イグ・ノーベル賞で受賞したトロフィーなどを前に、研究で突き止めた5歳児の唾液量と同じ500ミリリットルのペットボトルを手に取る渡部教授=浦安市の明海大
イグ・ノーベル賞で受賞したトロフィーなどを前に、研究で突き止めた5歳児の唾液量と同じ500ミリリットルのペットボトルを手に取る渡部教授=浦安市の明海大

 人々を笑わせ、考えさせる研究に贈られる「イグ・ノーベル賞」の化学賞に明海大(浦安市)の渡部茂教授が輝いた。日本人13年連続の栄冠となった研究テーマは「よだれ」。5歳児が一日に出す唾液の量はペットボトルと同じ量の500ミリリットルであることを突き止めた。そのユニークな実験方法と研究に至る経緯を聞いた。(市川支局・町香菜美)

 小児歯科医でもある渡部教授。4年もの歳月を費やし、1995年に論文として発表した。

 実験方法が「笑い」を誘う。白飯やリンゴ、クッキーなど6種類の食品を用意。5歳児30人に食べ物をかんで吐き出す実験を繰り返してもらい、食事以外の時間と合わせて「一日に計500ミリリットル」という分泌量の推計値を得た。飲み込んでしまう子どもも数知れず、複雑な回収率の計算の末に結論にたどり着いた。

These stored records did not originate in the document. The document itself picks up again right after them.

//! The transition function
//!
//! `transition` folds one event into the current snapshot and returns the
//! next one. Tick events run the full per-frame pipeline: movement
//! integration with wrap/cull, enemy fire control, collision resolution and
//! scoring, then terminal detection. Everything is a pure function of
//! `(state, event)` - replaying the same event stream reproduces the same
//! states bit for bit.

use std::collections::HashSet;

use glam::Vec2;
use rand::{Rng, SeedableRng};
use rand_pcg::Pcg32;

use super::collision::{circles_overlap, graze_hits, overlapping_ids};
use super::entity::{Entity, EntityKind, EntitySpec};
use super::state::{GameEvent, State};
use crate::{rotate_deg, torus_wrap, unit_in_direction, wrap_x};

/// Produce the next state for one event.
///
/// Gameplay events are ignored once a terminal flag is set; only the
/// Reset -> Tick handshake leaves a terminal state.
pub fn transition(state: &State, event: &GameEvent) -> State {
    let mut next = state.clone();
    match event {
        GameEvent::Tick { elapsed } => apply_tick(&mut next, *elapsed),
        GameEvent::Translate { magnitude } if !next.is_terminal() => {
            next.player.pending_vel = unit_in_direction(90.0) * *magnitude;
        }
        GameEvent::Thrust { magnitude } if !next.is_terminal() => {
            next.player.pending_vel = unit_in_direction(0.0) * *magnitude;
        }
        GameEvent::Shoot if !next.is_terminal() => spawn_bullet(&mut next),
        GameEvent::SpawnWave { level } if !next.is_terminal() => spawn_wave(&mut next, *level),
        GameEvent::Reset => apply_reset(&mut next),
        _ => {}
    }
    next
}

/// The per-frame pipeline, in the order the rules depend on each other
fn apply_tick(state: &mut State, elapsed: u64) {
    if state.reset_pending {
        *state = State::new(state.seed, state.tuning.clone());
        return;
    }
    if state.is_terminal() {
        return;
    }

    // The view had one frame to consume the previous tick's garbage.
    state.garbage.clear();
    state.time = elapsed;

    move_player(state);
    move_shields(state);
    move_bullets(state);
    move_alien_bullets(state);
    move_aliens(state);
    alien_fire(state);
    resolve_collisions(state);
    check_win(state);
}

/// `pos' = wrap(pos + vel)`, then the commanded velocity catches up.
/// Input therefore takes effect one tick after the command arrives.
fn move_player(state: &mut State) {
    let canvas = state.tuning.canvas_size;
    let p = &mut state.player;
    p.pos = torus_wrap(p.pos + p.vel, canvas);
    p.vel = p.pending_vel;
}

/// Shields integrate like everything else; their pending velocity chases a
/// point on the player's orbit circle, advanced by the orbit rate, so they
/// follow translation input and rotate at the same time.
fn move_shields(state: &mut State) {
    let canvas = state.tuning.canvas_size;
    let orbit_r = state.tuning.shield_orbit_radius;
    let rate = state.tuning.shield_orbit_rate;
    let player_pos = state.player.pos;
    for shield in &mut state.shields {
        shield.pos = torus_wrap(shield.pos + shield.vel, canvas);
        shield.vel = shield.pending_vel;

        let rel = shield.pos - player_pos;
        let rel = if rel.length_squared() > f32::EPSILON {
            rel * (orbit_r / rel.length())
        } else {
            unit_in_direction(0.0) * orbit_r
        };
        shield.pending_vel = player_pos + rotate_deg(rel, rate) - shield.pos;
    }
}

/// Bullets fly straight up at a pinned speed; x wraps, a y exit bins them
fn move_bullets(state: &mut State) {
    let canvas = state.tuning.canvas_size;
    let up = unit_in_direction(0.0) * state.tuning.bullet_speed;
    let mut live = Vec::with_capacity(state.bullets.len());
    for mut bullet in state.bullets.drain(..) {
        bullet.pos = wrap_x(bullet.pos + bullet.vel, canvas);
        bullet.vel = up;
        bullet.pending_vel = up;
        if out_of_bounds_y(bullet.pos, canvas) {
            state.garbage.push(bullet);
        } else {
            live.push(bullet);
        }
    }
    state.bullets = live;
}

/// Alien shots translate on their spawn heading with no wrap at all
fn move_alien_bullets(state: &mut State) {
    let canvas = state.tuning.canvas_size;
    let mut live = Vec::with_capacity(state.alien_bullets.len());
    for mut shot in state.alien_bullets.drain(..) {
        shot.pos += shot.vel;
        shot.vel = shot.pending_vel;
        if out_of_bounds_y(shot.pos, canvas) {
            state.garbage.push(shot);
        } else {
            live.push(shot);
        }
    }
    state.alien_bullets = live;
}

/// Weave: a rotating unit heading plus a constant drift, phase-offset by
/// creation time. A pure function of the tick count - no hidden state.
fn move_aliens(state: &mut State) {
    let canvas = state.tuning.canvas_size;
    let speed = state.tuning.alien_speed;
    let turn = state.tuning.alien_turn_rate;
    let drift = state.tuning.alien_drift;
    let elapsed = state.time;
    for alien in &mut state.aliens {
        alien.pos = torus_wrap(alien.pos + alien.vel, canvas);
        alien.vel = alien.pending_vel;
        let heading = (elapsed + alien.created_at) as f32 * turn;
        alien.pending_vel = unit_in_direction(heading) * speed + drift;
    }
}

fn out_of_bounds_y(pos: Vec2, canvas: f32) -> bool {
    pos.y >= canvas || pos.y <= 0.0
}

/// Every `alien_fire_interval` ticks each live alien fires once, displaced
/// backward along its heading. Shot ids mix the alien id, the tick, and the
/// object counter so no allocator beyond the counter is needed.
fn alien_fire(state: &mut State) {
    if state.aliens.is_empty() || !state.time.is_multiple_of(state.tuning.alien_fire_interval) {
        return;
    }
    let down = unit_in_direction(180.0) * state.tuning.alien_bullet_speed;
    let shot_radius = state.tuning.alien_bullet_radius;
    let muzzles: Vec<(String, Vec2)> = state
        .aliens
        .iter()
        .map(|alien| {
            let heading = if alien.vel.length_squared() > f32::EPSILON {
                alien.vel.normalize()
            } else {
                unit_in_direction(180.0)
            };
            let muzzle = alien.pos - heading * (alien.radius + shot_radius);
            (alien.id.clone(), muzzle)
        })
        .collect();

    state.alien_shots_fired += muzzles.len() as u64;
    for (alien_id, pos) in muzzles {
        let n = state.next_entity_id();
        state.alien_bullets.push(Entity::new(EntitySpec {
            kind: EntityKind::AlienBullet,
            id: format!("{alien_id}-shot-{}-{n}", state.time),
            radius: shot_radius,
            pos,
            vel: down,
            created_at: state.time,
        }));
    }
}

/// Sweep every defined collection pair on the post-movement snapshot, bin
/// each matched entity exactly once, then score kills and grazes.
fn resolve_collisions(state: &mut State) {
    let mut dead_bullets: HashSet<String> = HashSet::new();
    let mut dead_aliens: HashSet<String> = HashSet::new();
    let mut dead_shields: HashSet<String> = HashSet::new();
    let mut dead_shots: HashSet<String> = HashSet::new();
    let mut player_hit = false;

    let (bullets, aliens) = overlapping_ids(&state.bullets, &state.aliens);
    dead_bullets.extend(bullets);
    dead_aliens.extend(aliens);

    let (bullets, shields) = overlapping_ids(&state.bullets, &state.shields);
    dead_bullets.extend(bullets);
    dead_shields.extend(shields);

    let (shields, aliens) = overlapping_ids(&state.shields, &state.aliens);
    dead_shields.extend(shields);
    dead_aliens.extend(aliens);

    let (shields, shots) = overlapping_ids(&state.shields, &state.alien_bullets);
    dead_shields.extend(shields);
    dead_shots.extend(shots);

    for alien in &state.aliens {
        if circles_overlap(&state.player, alien) {
            dead_aliens.insert(alien.id.clone());
            player_hit = true;
        }
    }
    for shot in &state.alien_bullets {
        if circles_overlap(&state.player, shot) {
            dead_shots.insert(shot.id.clone());
            player_hit = true;
        }
    }

    let kills = dead_aliens.len() as u64;

    bin_dead(&mut state.bullets, &dead_bullets, &mut state.garbage);
    bin_dead(&mut state.aliens, &dead_aliens, &mut state.garbage);
    bin_dead(&mut state.shields, &dead_shields, &mut state.garbage);
    bin_dead(&mut state.alien_bullets, &dead_shots, &mut state.garbage);

    state.score.kill += kills * state.tuning.alien_score;
    state.score.graze += graze_hits(
        &state.player,
        &state.alien_bullets,
        state.tuning.graze_distance,
    );

    if player_hit && !state.game_over {
        state.game_over = true;
        log::info!("player hit at tick {}, final score {}", state.time, state.score.total());
    }
}

/// A wave must have actually started (at least one alien shot fired) before
/// an empty alien collection counts as a win. Loss takes precedence when
/// both land on the same tick.
fn check_win(state: &mut State) {
    if state.game_over || state.game_won {
        return;
    }
    if state.aliens.is_empty() && state.alien_shots_fired > 0 {
        state.game_won = true;
        log::info!("wave cleared at tick {}, score {}", state.time, state.score.total());
    }
}

/// Move matched entities to garbage in one step, keyed by id
fn bin_dead(live: &mut Vec<Entity>, dead: &HashSet<String>, garbage: &mut Vec<Entity>) {
    if dead.is_empty() {
        return;
    }
    let mut kept = Vec::with_capacity(live.len());
    for entity in live.drain(..) {
        if dead.contains(&entity.id) {
            garbage.push(entity);
        } else {
            kept.push(entity);
        }
    }
    *live = kept;
}

/// Phase one of the reset handshake: bin every live non-player entity and
/// flag the pending reset. The next tick swaps in the initial state, so the
/// view gets exactly one frame to observe the garbage.
fn apply_reset(state: &mut State) {
    let mut garbage = Vec::new();
    garbage.append(&mut state.shields);
    garbage.append(&mut state.bullets);
    garbage.append(&mut state.alien_bullets);
    garbage.append(&mut state.aliens);
    log::info!("reset requested, {} entities binned", garbage.len());
    state.garbage = garbage;
    state.reset_pending = true;
}

/// One bullet at the player's muzzle, pinned to full speed next integration
fn spawn_bullet(state: &mut State) {
    let pos = state.player.pos + unit_in_direction(0.0) * state.player.radius;
    let n = state.next_entity_id();
    state.bullets.push(Entity::new(EntitySpec {
        kind: EntityKind::Bullet,
        id: format!("bullet-{n}"),
        radius: state.tuning.bullet_radius,
        pos,
        vel: Vec2::ZERO,
        created_at: state.time,
    }));
}

/// Replace the alien formation with the one for `level`.
///
/// The outgoing wave is binned so the view can clean it up. Horizontal
/// jitter comes from a PCG stream seeded by (run seed, level), keeping
/// replays exact while varying formations between runs.
pub fn spawn_wave(state: &mut State, level: u32) {
    let layout = state.tuning.wave_layout(level);
    let old = std::mem::take(&mut state.aliens);
    state.garbage.extend(old);

    let wave_seed = (level as u64).wrapping_mul(2654435761).wrapping_add(state.seed);
    let mut rng = Pcg32::seed_from_u64(wave_seed);
    let canvas = state.tuning.canvas_size;

    for row in 0..layout.rows {
        for col in 0..layout.cols {
            let jitter: f32 = rng.random_range(-layout.jitter..=layout.jitter);
            let pos = Vec2::new(
                layout.origin.x + col as f32 * layout.x_spacing + jitter,
                layout.origin.y + row as f32 * layout.y_spacing,
            );
            let n = state.next_entity_id();
            state.aliens.push(Entity::new(EntitySpec {
                kind: EntityKind::Alien,
                id: format!("alien-{n}"),
                radius: state.tuning.alien_radius,
                pos: torus_wrap(pos, canvas),
                vel: Vec2::ZERO,
                created_at: state.time,
            }));
        }
    }
    log::info!(
        "wave {level}: {} aliens in {}x{} formation",
        state.aliens.len(),
        layout.rows,
        layout.cols
    );
}
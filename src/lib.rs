//! Torus Invaders - a wraparound space-invaders simulation
//!
//! Core modules:
//! - `sim`: Deterministic simulation (movement, collisions, game state)
//! - `tuning`: Data-driven game balance
//! - `view`: View-projection contract consumed by frontends

pub mod sim;
pub mod tuning;
pub mod view;

pub use tuning::Tuning;

use glam::Vec2;

/// Game configuration constants
pub mod consts {
    /// External clock interval feeding `Tick` events (milliseconds)
    pub const TICK_INTERVAL_MS: u64 = 10;

    /// Side length of the square play area; wrapped axes wrap at this size
    pub const CANVAS_SIZE: f32 = 600.0;

    /// Player defaults - the ship sits low on the canvas, facing up
    pub const PLAYER_RADIUS: f32 = 20.0;
    pub const PLAYER_SPEED: f32 = 5.0;

    /// Bullet defaults
    pub const BULLET_RADIUS: f32 = 3.0;
    pub const BULLET_SPEED: f32 = 3.0;

    /// Alien defaults
    pub const ALIEN_RADIUS: f32 = 10.0;
    pub const ALIEN_SPEED: f32 = 3.0;
    /// Degrees the weave heading advances per tick
    pub const ALIEN_TURN_RATE: f32 = 4.0;
    /// Constant downward bias added to the rotating weave vector
    pub const ALIEN_DRIFT_Y: f32 = 0.4;
    /// Score per alien destroyed
    pub const ALIEN_SCORE: u64 = 5;

    /// Enemy fire control
    pub const ALIEN_FIRE_INTERVAL: u64 = 60;
    pub const ALIEN_BULLET_RADIUS: f32 = 3.0;
    pub const ALIEN_BULLET_SPEED: f32 = 3.0;

    /// Extra radius beyond a hard hit that still scores a graze
    pub const GRAZE_DISTANCE: f32 = 12.0;

    /// Shield defaults - shields orbit the player
    pub const SHIELD_COUNT: u32 = 3;
    pub const SHIELD_RADIUS: f32 = 12.0;
    pub const SHIELD_ORBIT_RADIUS: f32 = 60.0;
    /// Degrees the shield orbit advances per tick
    pub const SHIELD_ORBIT_RATE: f32 = 2.0;

    /// Wave formation caps and grid geometry
    pub const MAX_WAVE_ROWS: u32 = 4;
    pub const MAX_WAVE_COLS: u32 = 10;
    pub const WAVE_X_SPACING: f32 = 50.0;
    pub const WAVE_Y_SPACING: f32 = 40.0;
    pub const WAVE_TOP_MARGIN: f32 = 60.0;
    pub const WAVE_JITTER: f32 = 6.0;
}

/// Rotate a vector by `deg` degrees.
///
/// Screen coordinates have y pointing down, so positive degrees rotate
/// clockwise on screen.
#[inline]
pub fn rotate_deg(v: Vec2, deg: f32) -> Vec2 {
    let (sin, cos) = deg.to_radians().sin_cos();
    Vec2::new(v.x * cos - v.y * sin, v.x * sin + v.y * cos)
}

/// Unit vector pointing `deg` degrees clockwise from screen-up `(0, -1)`
#[inline]
pub fn unit_in_direction(deg: f32) -> Vec2 {
    rotate_deg(Vec2::new(0.0, -1.0), deg)
}

/// Wrap both axes onto the `[0, size]` torus
#[inline]
pub fn torus_wrap(pos: Vec2, size: f32) -> Vec2 {
    Vec2::new(wrap_coord(pos.x, size), wrap_coord(pos.y, size))
}

/// Wrap the x axis only; y passes through for out-of-bounds culling
#[inline]
pub fn wrap_x(pos: Vec2, size: f32) -> Vec2 {
    Vec2::new(wrap_coord(pos.x, size), pos.y)
}

#[inline]
fn wrap_coord(v: f32, size: f32) -> f32 {
    if v < 0.0 {
        v + size
    } else if v > size {
        v - size
    } else {
        v
    }
}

 歯科医が少なかった時代、子どもの虫歯を減らそうと小児歯科医の道に進んだ。岐阜や北海道の大学で診断と研究を重ね、カナダにも留学。唾液を研究し「唾液は、食事で発生する酸から歯を守ってくれる。予防に重要な存在」と、口腔(こうくう)環境をつかさどる唾液の役割に注目した。

 治療中心から予防の時代へ-。口腔内の環境を調べるため、唾液の量は基本的なデータになる。世界の注目を浴びた論文は、その先駆けになったという。

 治療には子どもとの信頼関係が大切だ。麻酔を注射する際には子どもがまばたきしただけでも謝る。「痛かったら、お巡りさん呼んでもいいからね」と冗談も。論文は、被験者たちから得られたまさに「信頼」のたまものだ。

 イグ・ノーベル授賞式には息子3人も登場。息子たちがバナナを食べて紙コップに出す実験を再現すると会場は爆笑に包まれた。「自分がやる予定だったのに、急きょ息子たちがやってくれた」と家族の仲むつまじさものぞく。

 受賞理由を自分なりに分析すると、「大の大人が5歳の子どもにお願いして、唾液を真剣に集める。その情景が浮かんだのかな」と頬を緩ませる。

 今回、実験道具に使用したものは紙コップ。「研究の対象は身近な生活の中にある。ちょっとしたきっかけと探究心が大切」。子どもの虫歯を減らしたい。その熱意は変わらない。